**EXERCISE REQUIREMENTS**: Search the material for the string "derive", then show every line where it turns up.
(DATA FOR THIS TASK Opens)
use crate::config::CostConfig;
use crate::providers::TokenUsage;
use serde::{Deserialize, Serialize};

/// Prices applied to completion usage.
#[derive(Debug, Clone, PartialEq, Serialize, Deserialize)]
pub struct CostRates {
    /// USD per 1K prompt tokens
    pub prompt_usd_per_1k: f64,
    /// USD per 1K completion tokens
    pub completion_usd_per_1k: f64,
    /// ISO code of the local reporting currency
    pub local_currency: String,
    /// Local currency units per USD
    pub usd_exchange_rate: f64,
}

impl From<&CostConfig> for CostRates {
    fn from(config: &CostConfig) -> Self {
        Self {
            prompt_usd_per_1k: config.prompt_usd_per_1k,
            completion_usd_per_1k: config.completion_usd_per_1k,
            local_currency: config.local_currency.clone(),
            usd_exchange_rate: config.usd_exchange_rate,
        }
    }
}

impl Default for CostRates {
    fn default() -> Self {
        Self::from(&CostConfig::default())
    }
}

/// Cost of one completion in USD and in the local currency.
#[derive(Debug, Clone, Copy, PartialEq, Serialize, Deserialize)]
pub struct CallCost {
    pub usd: f64,
    pub local: f64,
}

impl CostRates {
    #[allow(clippy::cast_precision_loss)]
    pub fn price(&self, usage: &TokenUsage) -> CallCost {
        // Calculate cost: (tokens / 1K) * price_per_1k
        let prompt_cost = (usage.prompt_tokens as f64 / 1000.0) * self.prompt_usd_per_1k;
        let completion_cost =
            (usage.completion_tokens as f64 / 1000.0) * self.completion_usd_per_1k;
        let usd = prompt_cost + completion_cost;
        CallCost {
            usd,
            local: usd * self.usd_exchange_rate,
        }
    }
}
use async_trait::async_trait;
use serde::{Deserialize, Serialize};

/// Speaker of a chat message sent to the model.
#[derive(Debug, Clone, Copy, PartialEq, Eq, Serialize, Deserialize)]
#[serde(rename_all = "lowercase")]
pub enum ChatRole {
    System,
    User,
    Assistant,
}

/// A single message in a conversation.
#[derive(Debug, Clone, PartialEq, Eq, Serialize, Deserialize)]
pub struct ChatMessage {
    pub role: ChatRole,
    pub content: String,
}

impl ChatMessage {
    pub fn system(content: impl Into<String>) -> Self {
        Self {
            role: ChatRole::System,
            content: content.into(),
        }
    }

    pub fn user(content: impl Into<String>) -> Self {
        Self {
            role: ChatRole::User,
            content: content.into(),
        }
    }

    pub fn assistant(content: impl Into<String>) -> Self {
        Self {
            role: ChatRole::Assistant,
            content: content.into(),
        }
    }
}

/// Raw token counts from a single completion response.
#[derive(Debug, Clone, Copy, Default, PartialEq, Eq)]
pub struct TokenUsage {
    pub prompt_tokens: u64,
    pub completion_tokens: u64,
    pub total_tokens: u64,
}

/// Text of the first choice plus reported usage.
#[derive(Debug, Clone)]
pub struct ChatResponse {
    pub text: String,
    /// Usage reported by the provider, if any.
    pub usage: Option<TokenUsage>,
}

#[async_trait]
pub trait Provider: Send + Sync {
    /// One completion over the full message list. No retries.
    async fn chat(
        &self,
        messages: &[ChatMessage],
        model: &str,
        temperature: f64,
    ) -> anyhow::Result<ChatResponse>;
}

#[cfg(test)]
mod tests {
    use super::*;

    #[test]
    fn chat_message_constructors() {
        let sys = ChatMessage::system("Be helpful");
        assert_eq!(sys.role, ChatRole::System);
        assert_eq!(sys.content, "Be helpful");

        assert_eq!(ChatMessage::user("Hello").role, ChatRole::User);
        assert_eq!(ChatMessage::assistant("Hi").role, ChatRole::Assistant);
    }

    #[test]
    fn roles_serialize_lowercase() {
        let json = serde_json::to_string(&ChatMessage::assistant("ok")).unwrap();
        assert_eq!(json, r#"{"role":"assistant","content":"ok"}"#);
    }
}
//! Core library for the OOM-kill exporter
//!
//! This crate provides the pipeline behind the exporter binary:
//! - Event source adapter around the external kernel-tracing engine
//! - Parsing of the engine's `key="value"` records
//! - Label-keyed kill counters and last-kill state
//! - Prometheus text rendering of registry snapshots
//! - Supervision with backoff restart of the engine
//! - Health checks and exporter self-metrics

pub mod exposition;
pub mod health;
pub mod models;
pub mod observability;
pub mod parser;
pub mod registry;
pub mod source;
pub mod supervisor;

pub use health::{ComponentHealth, ComponentStatus, HealthRegistry};
pub use models::{FieldValue, OomKillEvent, StatMap};
pub use observability::ExporterMetrics;
pub use parser::ParseError;
pub use registry::{LabelEntry, LabelSet, MetricRegistry, RegistrySnapshot};
pub use source::{EventSource, EventStream, SourceError, TracerSource};
pub use supervisor::{Supervisor, SupervisorConfig, SupervisorState};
(DATA FOR THIS TASK Closes)
**EXERCISE RESPONSE**:
#[derive(Debug, Clone, PartialEq, Serialize, Deserialize)]
#[derive(Debug, Clone, Copy, PartialEq, Serialize, Deserialize)]
#[derive(Debug, Clone, Copy, PartialEq, Eq, Serialize, Deserialize)]
#[derive(Debug, Clone, PartialEq, Eq, Serialize, Deserialize)]
#[derive(Debug, Clone, Copy, Default, PartialEq, Eq)]
#[derive(Debug, Clone)]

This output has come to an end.